Dennoch: Die Zahl der Arbeitslosen in Wien nimmt zu; vom Jahresdurchschnitt 1977 zu jenem aus 1978 um 28 Prozent. Das stellt die mit Abstand größte Zuwachsrate in ganz Österreich dar: die durchschnittliche Zunahme der Arbeitslosen betrug in Österreich 14 Prozent. Trotzdem hatte aber die Bundeshauptstadt sogar im „schlechten“ Monat Dezember bei einer gesamtösterreichischen Arbeitslosenrate von 2,8 Prozent nur 1,6 Prozent. Der Prozentsatz der Arbeitslosen im Jahresdurchschnitt des Vorjahres betrug in der Bundeshauptstadt 1,4 Prozent, in ganz Österreich 2,1 Prozent.

Mögen sich auch die politischen Verantwortlichen dieser Zahlen rühmen, die Opposition sieht die Sache anders: VizebürgermeisteV Dr. Erhard Busek findet die Werte nicht so phänomenal wie sie dem unkritischen Beobachter erscheinen mögen. Die Geburtenfreudigkeit der Wiener sei äußerst gering, und die Bevölkerungszahl sinke ständig; nach dem Motto: Kein Wunder, wenn es da Arbeitsplätze in Hülle und Fülle gebe.

Auch das Landesarbeitsamt Wien hat Sorgen. Amtsdirektor Josef Gansbiller, der stellvertretende Landesarbeitsamtsleiter, sieht Probleme bei den arbeitslosen Angestellten, deren Zahl ständig zunimmt. Bestand nämlich 1973/74 ein dringender Bedarf an Angestellten und wurden damals Menschen, die nur in Teilbereiche eingearbeitet waren und keine umfangreiche Ausbildung besaßen, als Angestellte beschäftigt, so finden diese Menschen - einmal entlassen -nur schwer eine ähnliche Arbeit.

Zur Beseitigung dieses Problems werden Schulungsmaßnahmen für „Motivier- und Schulbare“ (Gansbiller) abgehalten, ein zweiter Bildungsweg, der nach einem Einstufungstest individuell für den einzelnen zusammengestellt wird.

Der starken Überalterung der Wiener Erwerbsbevölkerung wird vom Landesarbeitsamt durch die Forcierung von pendelnden Arbeitnehmern aus anderen Bundesländern

begegnet. Hier bestehen auch weiterhin Chancen für mobile Angestellte mit guten Qualifikationen, Fachkräfte und Arbeiter aus der Baubranche.

Um Arbeitnehmer aus den Bundesländern zu motivieren, in die Bundeshauptstadt arbeiten zu kommen, wurde im März und April vergangenen Jahres eine Aktion gestartet, mit der Arbeitswillige aus der Steiermark und Kärnten mit Hilfe von „Schnupperzügen“ nach Wien gebracht, beraten, betreut und untergebracht wurden. Der Erfolg war beachtlich: von den 709 Teilnehmern haben 420, das sind 59 Prozent, die Arbeit in Wien angetreten. Der Wiener Züwanderer-fonds, der die „Schnupperzügler“ betreut, steht weiteren derartigen Aktionen positiv gegenüber: für den 1. März ist schon eine weitere vorgesehen.

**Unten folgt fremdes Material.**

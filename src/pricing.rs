//! Price cache interface
//!
//! The estimator asks a [`PriceCache`] for candidate tier schedules by
//! billing service, resource family, regions and a shape discriminator.
//! [`StaticPriceCache`] serves them from a price file on disk.

use crate::billing::{Tier, TierSchedule};
use crate::error::{CostctlError, Result};
use crate::fingerprint::Billable;
use crate::validation::validate_tier_schedule;
use serde::{Deserialize, Serialize};
use std::collections::BTreeMap;
use std::fmt;
use std::path::Path;
use tracing::{debug, warn};

pub const COMPUTE_SERVICE: &str = "Compute Engine";

/// Lookup key for tier schedules
#[derive(Debug, Clone, PartialEq, Eq, Serialize)]
pub struct PriceQuery {
    pub service: String,
    pub family: String,
    pub regions: Vec<String>,
    pub discriminator: String,
}

impl fmt::Display for PriceQuery {
    fn fmt(&self, f: &mut fmt::Formatter<'_>) -> fmt::Result {
        write!(
            f,
            "{}/{} '{}' in {}",
            self.service,
            self.family,
            self.discriminator,
            self.regions.join(",")
        )
    }
}

impl PriceQuery {
    fn compute(family: &str, regions: Vec<String>, discriminator: String) -> Self {
        Self {
            service: COMPUTE_SERVICE.to_string(),
            family: family.to_string(),
            regions,
            discriminator,
        }
    }

    /// Query for a billable resource's main cost line
    pub fn for_resource(resource: &Billable) -> Self {
        let regions = resource.regions();
        match resource {
            Billable::Instance(i) => Self::compute(
                "Compute",
                regions,
                format!("{} {}", i.machine_type, i.scheduling),
            ),
            Billable::Disk(d) if d.regional => {
                Self::compute("Storage", regions, format!("regional {}", d.disk_type))
            }
            Billable::Disk(d) => Self::compute("Storage", regions, d.disk_type.clone()),
            Billable::Image(_) => Self::compute("Storage", regions, "image".to_string()),
            Billable::Egress(s) => {
                Self::compute("Network", regions, format!("egress {}", s.network_tier))
            }
        }
    }

    /// Query for an instance's OS license surcharge
    pub fn for_license(resource: &Billable) -> Option<Self> {
        match resource {
            Billable::Instance(i) => Some(Self::compute("License", resource.regions(), i.os.clone())),
            _ => None,
        }
    }
}

/// Source of tier schedules, keyed by rate identifier
pub trait PriceCache {
    fn schedules(&self, query: &PriceQuery) -> Result<BTreeMap<String, TierSchedule>>;
}

/// Pick the schedule to bill with: the first candidate in rate-id order
pub fn select_schedule(
    cache: &dyn PriceCache,
    resource: &str,
    query: &PriceQuery,
) -> Result<(String, TierSchedule)> {
    let candidates = cache.schedules(query)?;
    if candidates.len() > 1 {
        debug!(
            "{} candidate schedules for {}, using the first",
            candidates.len(),
            query
        );
    }
    candidates
        .into_iter()
        .next()
        .ok_or_else(|| CostctlError::MissingPricingData {
            resource: resource.to_string(),
            query: query.to_string(),
        })
}

/// One rate of a price file
#[derive(Debug, Clone, Serialize, Deserialize)]
pub struct PriceEntry {
    pub rate_id: String,
    #[serde(default = "default_service")]
    pub service: String,
    pub family: String,
    /// Region name, or `global` to match any region
    pub region: String,
    pub discriminator: String,
    pub tiers: Vec<Tier>,
}

fn default_service() -> String {
    COMPUTE_SERVICE.to_string()
}

impl PriceEntry {
    fn matches(&self, query: &PriceQuery) -> bool {
        self.service == query.service
            && self.family == query.family
            && self.discriminator == query.discriminator
            && (self.region == "global" || query.regions.iter().any(|r| *r == self.region))
    }
}

#[derive(Debug, Default, Serialize, Deserialize)]
struct PriceFile {
    #[serde(default)]
    rates: Vec<PriceEntry>,
}

/// In-memory price cache loaded from a TOML or JSON price file
#[derive(Debug, Default)]
pub struct StaticPriceCache {
    entries: Vec<(PriceEntry, TierSchedule)>,
}

impl StaticPriceCache {
    /// Build from entries, dropping schedules that fail validation
    pub fn from_entries(entries: Vec<PriceEntry>) -> Self {
        let entries = entries
            .into_iter()
            .filter_map(|entry| {
                let schedule = TierSchedule::new(entry.tiers.clone());
                match validate_tier_schedule(&entry.rate_id, &schedule) {
                    Ok(()) => Some((entry, schedule)),
                    Err(e) => {
                        warn!("Dropping price entry: {}", e);
                        None
                    }
                }
            })
            .collect();
        Self { entries }
    }

    /// Parse price file content; `.json` paths are JSON, anything else TOML
    pub fn parse(content: &str, json: bool) -> Result<Self> {
        let file: PriceFile = if json {
            serde_json::from_str(content)?
        } else {
            toml::from_str(content).map_err(|e| CostctlError::Validation {
                field: "price file".to_string(),
                reason: e.to_string(),
            })?
        };
        Ok(Self::from_entries(file.rates))
    }

    pub fn load(path: &Path) -> Result<Self> {
        let content = std::fs::read_to_string(path).map_err(|e| {
            CostctlError::Io(std::io::Error::new(
                e.kind(),
                format!("Failed to read prices {}: {}", path.display(), e),
            ))
        })?;
        let json = path.extension().is_some_and(|ext| ext == "json");
        let cache = Self::parse(&content, json)?;
        debug!("Loaded {} rates from {}", cache.len(), path.display());
        Ok(cache)
    }

    pub fn len(&self) -> usize {
        self.entries.len()
    }

    pub fn is_empty(&self) -> bool {
        self.entries.is_empty()
    }
}

impl PriceCache for StaticPriceCache {
    fn schedules(&self, query: &PriceQuery) -> Result<BTreeMap<String, TierSchedule>> {
        Ok(self
            .entries
            .iter()
            .filter(|(entry, _)| entry.matches(query))
            .map(|(entry, schedule)| (entry.rate_id.clone(), schedule.clone()))
            .collect())
    }
}
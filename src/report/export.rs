//! Export functions for estimates

use super::{CostLine, Estimate};
use crate::error::{CostctlError, Result};
use crate::utils::{format_cost, format_quantity};
use comfy_table::{presets::UTF8_FULL, Cell, CellAlignment, ContentArrangement, Table};
use std::path::Path;

/// Column order consumed by existing report readers
pub const CSV_HEADER: [&str; 7] = [
    "type",
    "count",
    "spec",
    "max_usage",
    "max_cost",
    "projected_usage",
    "projected_cost",
];

fn csv_field(value: &str) -> String {
    if value.contains([',', '"', '\n']) {
        format!("\"{}\"", value.replace('"', "\"\""))
    } else {
        value.to_string()
    }
}

fn row(line: &CostLine) -> [String; 7] {
    [
        line.resource_type.clone(),
        line.count.to_string(),
        line.spec.clone(),
        format_quantity(line.max_usage.amount, &line.max_usage.unit),
        format_cost(line.max_cost),
        format_quantity(line.projected_usage.amount, &line.projected_usage.unit),
        format_cost(line.projected_cost),
    ]
}

impl Estimate {
    pub fn to_csv(&self) -> String {
        let mut csv = CSV_HEADER.join(",");
        csv.push('\n');
        for line in &self.lines {
            let fields: Vec<String> = row(line).iter().map(|f| csv_field(f)).collect();
            csv.push_str(&fields.join(","));
            csv.push('\n');
        }
        csv
    }

    pub fn render_table(&self) -> String {
        let max_cost_header = format!("Max cost ({})", self.currency);
        let projected_cost_header = format!("Projected cost ({})", self.currency);
        let mut table = Table::new();
        table
            .load_preset(UTF8_FULL)
            .set_content_arrangement(ContentArrangement::Dynamic)
            .set_header(vec![
                "Type",
                "Count",
                "Spec",
                "Max usage",
                max_cost_header.as_str(),
                "Projected usage",
                projected_cost_header.as_str(),
            ]);

        for line in &self.lines {
            let [kind, count, spec, max_usage, max_cost, projected_usage, projected_cost] =
                row(line);
            table.add_row(vec![
                Cell::new(kind),
                Cell::new(count).set_alignment(CellAlignment::Right),
                Cell::new(spec),
                Cell::new(max_usage).set_alignment(CellAlignment::Right),
                Cell::new(max_cost).set_alignment(CellAlignment::Right),
                Cell::new(projected_usage).set_alignment(CellAlignment::Right),
                Cell::new(projected_cost).set_alignment(CellAlignment::Right),
            ]);
        }
        table.add_row(vec![
            Cell::new("Total"),
            Cell::new(""),
            Cell::new(""),
            Cell::new(""),
            Cell::new(format_cost(self.total_max_cost())).set_alignment(CellAlignment::Right),
            Cell::new(""),
            Cell::new(format_cost(self.total_projected_cost()))
                .set_alignment(CellAlignment::Right),
        ]);
        table.to_string()
    }

    /// Render in `format` (table, csv, json)
    pub fn render(&self, format: &str) -> Result<String> {
        match format {
            "table" => Ok(self.render_table()),
            "csv" => Ok(self.to_csv()),
            "json" => Ok(serde_json::to_string_pretty(self)?),
            _ => Err(CostctlError::Validation {
                field: "format".to_string(),
                reason: format!(
                    "Unsupported output format: {}. Use 'table', 'csv' or 'json'",
                    format
                ),
            }),
        }
    }

    /// Write to a file, or stdout when `file` is None
    pub fn export(&self, format: &str, file: Option<&Path>) -> Result<()> {
        let rendered = self.render(format)?;
        if let Some(path) = file {
            std::fs::write(path, rendered)?;
            println!("Exported to {}", path.display());
        } else {
            println!("{}", rendered);
        }
        Ok(())
    }
}

#[cfg(test)]
mod tests {
    use super::*;
    use crate::report::Quantity;
    use chrono::Utc;

    fn estimate() -> Estimate {
        Estimate {
            currency: "USD".to_string(),
            generated_at: Utc::now(),
            lines: vec![
                CostLine {
                    resource_type: "Instance".to_string(),
                    count: 2,
                    spec: "e2-small OnDemand Debian (us-east1)".to_string(),
                    max_usage: Quantity {
                        amount: 1440,
                        unit: "h".to_string(),
                    },
                    max_cost: 24.048,
                    projected_usage: Quantity {
                        amount: 400,
                        unit: "h".to_string(),
                    },
                    projected_cost: 6.68,
                },
                CostLine {
                    resource_type: "Image".to_string(),
                    count: 1,
                    spec: "10GB (us,eu)".to_string(),
                    max_usage: Quantity {
                        amount: 10,
                        unit: "GiBy.mo".to_string(),
                    },
                    max_cost: 0.5,
                    projected_usage: Quantity {
                        amount: 10,
                        unit: "GiBy.mo".to_string(),
                    },
                    projected_cost: 0.5,
                },
            ],
            warnings: Vec::new(),
        }
    }

    #[test]
    fn test_csv_column_order() {
        let csv = estimate().to_csv();
        let mut lines = csv.lines();
        assert_eq!(
            lines.next().unwrap(),
            "type,count,spec,max_usage,max_cost,projected_usage,projected_cost"
        );
        assert_eq!(
            lines.next().unwrap(),
            "Instance,2,e2-small OnDemand Debian (us-east1),1440 h,24.05,400 h,6.68"
        );
    }

    #[test]
    fn test_csv_quotes_commas() {
        let csv = estimate().to_csv();
        assert!(csv.contains("Image,1,\"10GB (us,eu)\",10 GiBy.mo,0.50,10 GiBy.mo,0.50"));
    }

    #[test]
    fn test_totals() {
        let e = estimate();
        assert!((e.total_max_cost() - 24.548).abs() < 1e-9);
        assert!((e.total_projected_cost() - 7.18).abs() < 1e-9);
    }

    #[test]
    fn test_render_formats() {
        let e = estimate();
        assert!(e.render("table").unwrap().contains("Total"));
        assert!(e.render("json").unwrap().contains("\"max_usage\""));
        assert!(e.render("yaml").is_err());
    }
}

Ein Problem stellen auf der anderen Seite die „Auspendler“ dar, die

zumeist im niederösterreichischen Umland, in den aus Wien abgewanderten Großbetrieben arbeiten. Ist es auch für den Arbeitnehmer egal, ob er in Richtung Stadtinneres oder in die Gegenrichtung zur Arbeit fährt, der Gemeinde Wien gehen große Summen der Lohnsummen- und Gewerbesteuer verloren, bemerkte Vizebürgermeister Busek dazu.

Gleichzeitig mit der Gründung eines eigenständigen Fonds für for-schungs- und entwicklungsintensive Arbeitsplätze urgiert Busek bei der Flächenwidmung die Förderung kleiner Gewerbe- und Mittelbetriebe in Wohngebieten. Die höheren Infrastrukturkosten, die in städtischen Ballungszentren zweifellos gegeben seien, müßten durch steuerpolitische Maßnahmen ausgeglichen werden: damit große Betriebe die Bundeshauptstadt nicht noch in größerer Zahl verlassen.